Eighth-grader Beezus Murphy has always loved Dr. Seuss.

“I feel like he just kind of sees the world differently than other people, like the same way I do," Murphy said. "Because he envisions a world filled with socks-wearing foxes, and elephants raising bird-children, and green eggs and ham.”

Murphy attends Louisa Boren STEM K-8 School in West Seattle, where an annual highlight for her has been Dr. Seuss Day. That's when students get to leave their uniforms at home and come to school dressed as their favorite book character. For Murphy, that's usually Sally from "The Cat in the Hat."

But lately, she’s been reconsidering her affection for the famous children’s books.

"The first time I started seeing a different side to Dr. Seuss was when we were learning about the Japanese internment last year in school," Murphy said.
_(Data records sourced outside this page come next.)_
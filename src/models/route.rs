use std::fmt;

use chrono::{DateTime, NaiveDate, Utc};
use serde::{Deserialize, Serialize};
use uuid::Uuid;

use crate::models::stop::Stop;

#[derive(Debug, Clone, Copy, Serialize, Deserialize, PartialEq, Eq, Hash)]
#[serde(rename_all = "snake_case")]
pub enum Shift {
    Morning,
    Evening,
}

impl fmt::Display for Shift {
    fn fmt(&self, f: &mut fmt::Formatter<'_>) -> fmt::Result {
        match self {
            Shift::Morning => f.write_str("morning"),
            Shift::Evening => f.write_str("evening"),
        }
    }
}

#[derive(Debug, Clone, Copy, Serialize, Deserialize, PartialEq, Eq, Hash)]
#[serde(rename_all = "snake_case")]
pub enum RouteStatus {
    Draft,
    Assigned,
    InProgress,
    Completed,
    Cancelled,
}

impl RouteStatus {
    pub fn is_terminal(self) -> bool {
        matches!(self, RouteStatus::Completed | RouteStatus::Cancelled)
    }

    pub fn as_str(self) -> &'static str {
        match self {
            RouteStatus::Draft => "draft",
            RouteStatus::Assigned => "assigned",
            RouteStatus::InProgress => "in_progress",
            RouteStatus::Completed => "completed",
            RouteStatus::Cancelled => "cancelled",
        }
    }
}

impl fmt::Display for RouteStatus {
    fn fmt(&self, f: &mut fmt::Formatter<'_>) -> fmt::Result {
        f.write_str(self.as_str())
    }
}

/// Identity of a driver-bound route. Time of day never takes part in it.
#[derive(Debug, Clone, Serialize, Deserialize, PartialEq, Eq, Hash)]
pub struct RouteKey {
    pub driver_id: String,
    pub date: NaiveDate,
    pub shift: Shift,
}

impl fmt::Display for RouteKey {
    fn fmt(&self, f: &mut fmt::Formatter<'_>) -> fmt::Result {
        write!(f, "{}/{}/{}", self.driver_id, self.date, self.shift)
    }
}

#[derive(Debug, Clone, Serialize, Deserialize, PartialEq)]
pub struct Route {
    pub id: Uuid,
    pub date: NaiveDate,
    pub shift: Shift,
    pub driver_id: Option<String>,
    pub status: RouteStatus,
    pub stops: Vec<Stop>,
    pub max_capacity: u32,
    pub start_time: Option<DateTime<Utc>>,
    pub end_time: Option<DateTime<Utc>>,
    pub estimated_duration_minutes: i64,
    pub estimated_duration: String,
    pub actual_duration_minutes: Option<i64>,
    pub actual_duration: Option<String>,
    pub notes: Option<String>,
    pub cancellation_reason: Option<String>,
    /// Bumped by the store on every successful conditional write.
    pub version: u64,
    pub created_at: DateTime<Utc>,
    pub updated_at: DateTime<Utc>,
}

impl Route {
    pub fn new(
        date: NaiveDate,
        shift: Shift,
        max_capacity: u32,
        notes: Option<String>,
        now: DateTime<Utc>,
    ) -> Self {
        Self {
            id: Uuid::new_v4(),
            date,
            shift,
            driver_id: None,
            status: RouteStatus::Draft,
            stops: Vec::new(),
            max_capacity,
            start_time: None,
            end_time: None,
            estimated_duration_minutes: 0,
            estimated_duration: format_duration(0),
            actual_duration_minutes: None,
            actual_duration: None,
            notes,
            cancellation_reason: None,
            version: 0,
            created_at: now,
            updated_at: now,
        }
    }

    /// Identity key while the route is bound to a driver and still live.
    pub fn key(&self) -> Option<RouteKey> {
        if self.status == RouteStatus::Cancelled {
            return None;
        }

        self.driver_id.as_ref().map(|driver_id| RouteKey {
            driver_id: driver_id.clone(),
            date: self.date,
            shift: self.shift,
        })
    }
}

/// Renders a minute count as `"{h}h {m}m"`.
pub fn format_duration(total_minutes: i64) -> String {
    let total_minutes = total_minutes.max(0);
    format!("{}h {}m", total_minutes / 60, total_minutes % 60)
}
Read: Seattle teen calls out her dad’s Native American art. He learns she’s right

She saw racist cartoons Seuss had drawn during World War II, depicting Japanese-Americans heading for internment camps. He drew them as slanted-eyed caricatures, and as traitors who all still swore allegiance to Japan.
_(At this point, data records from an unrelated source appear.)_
use std::sync::Arc;

use tokio::sync::mpsc;
use tokio::sync::mpsc::error::TrySendError;
use tracing::{info, warn};

use crate::models::event::Notification;
use crate::state::AppState;

/// Fire-and-forget: a full or closed queue drops the notification with a
/// warning and never fails the transition that produced it.
pub fn enqueue_notification(state: &AppState, notification: Notification) {
    match state.notification_tx.try_send(notification) {
        Ok(()) => {}
        Err(TrySendError::Full(dropped)) => {
            warn!(
                route_id = %dropped.route_id,
                event = dropped.event.as_str(),
                "notification queue full; dropping notification"
            );
        }
        Err(TrySendError::Closed(dropped)) => {
            warn!(
                route_id = %dropped.route_id,
                event = dropped.event.as_str(),
                "notification worker stopped; dropping notification"
            );
        }
    }
}

/// Drains the queue and hands each notification to the push sender.
/// Delivery mechanics live outside this service; here they are logged.
pub async fn run_notification_worker(
    state: Arc<AppState>,
    mut notification_rx: mpsc::Receiver<Notification>,
) {
    info!("notification worker started");

    while let Some(notification) = notification_rx.recv().await {
        state
            .metrics
            .notifications_total
            .with_label_values(&[notification.event.as_str()])
            .inc();

        info!(
            route_id = %notification.route_id,
            stop_id = ?notification.stop_id,
            event = notification.event.as_str(),
            actor = %notification.actor,
            timestamp = %notification.timestamp,
            "notification dispatched"
        );
    }

    warn!("notification worker stopped: queue channel closed");
}
pub mod api;
pub mod config;
pub mod engine;
pub mod error;
pub mod geo;
pub mod models;
pub mod observability;
pub mod state;
pub mod store;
"Actually, you know, I was very shocked," Murphy said.

But the problem with Dr. Seuss doesn’t end there.

One librarian recently analyzed the characters from his 50 most popular children’s books and found that 98 percent of the human characters were white. And that every person of color in the books was stereotyped, caricatured, subservient, exotified or dehumanized – often all of the above.

Seuss drew Asian characters with yellow skin and rice-paddy hats.

Turban-wearing characters riding exotic animals.

African people depicted as monkeys.

"One time my mom and I were reading this big book of Dr. Seuss stories, and my mom was pointing out the racial imagery in the drawings. I just felt kind of naive for not noticing it sooner," Murphy said.

A lot of people have been looking differently at Dr. Seuss lately.

The National Education Association created Dr. Seuss Day – otherwise known as Read Across America Day – 20 years ago. It falls on the birthday of Dr. Seuss’ alter ego, Theodor Geisel.

This school year, the NEA shifted the focus of Read Across America away from Seuss and toward diverse books and readers.

At Beezus Murphy’s school, Principal Ben Ostrom followed suit: no more Dr. Seuss Day.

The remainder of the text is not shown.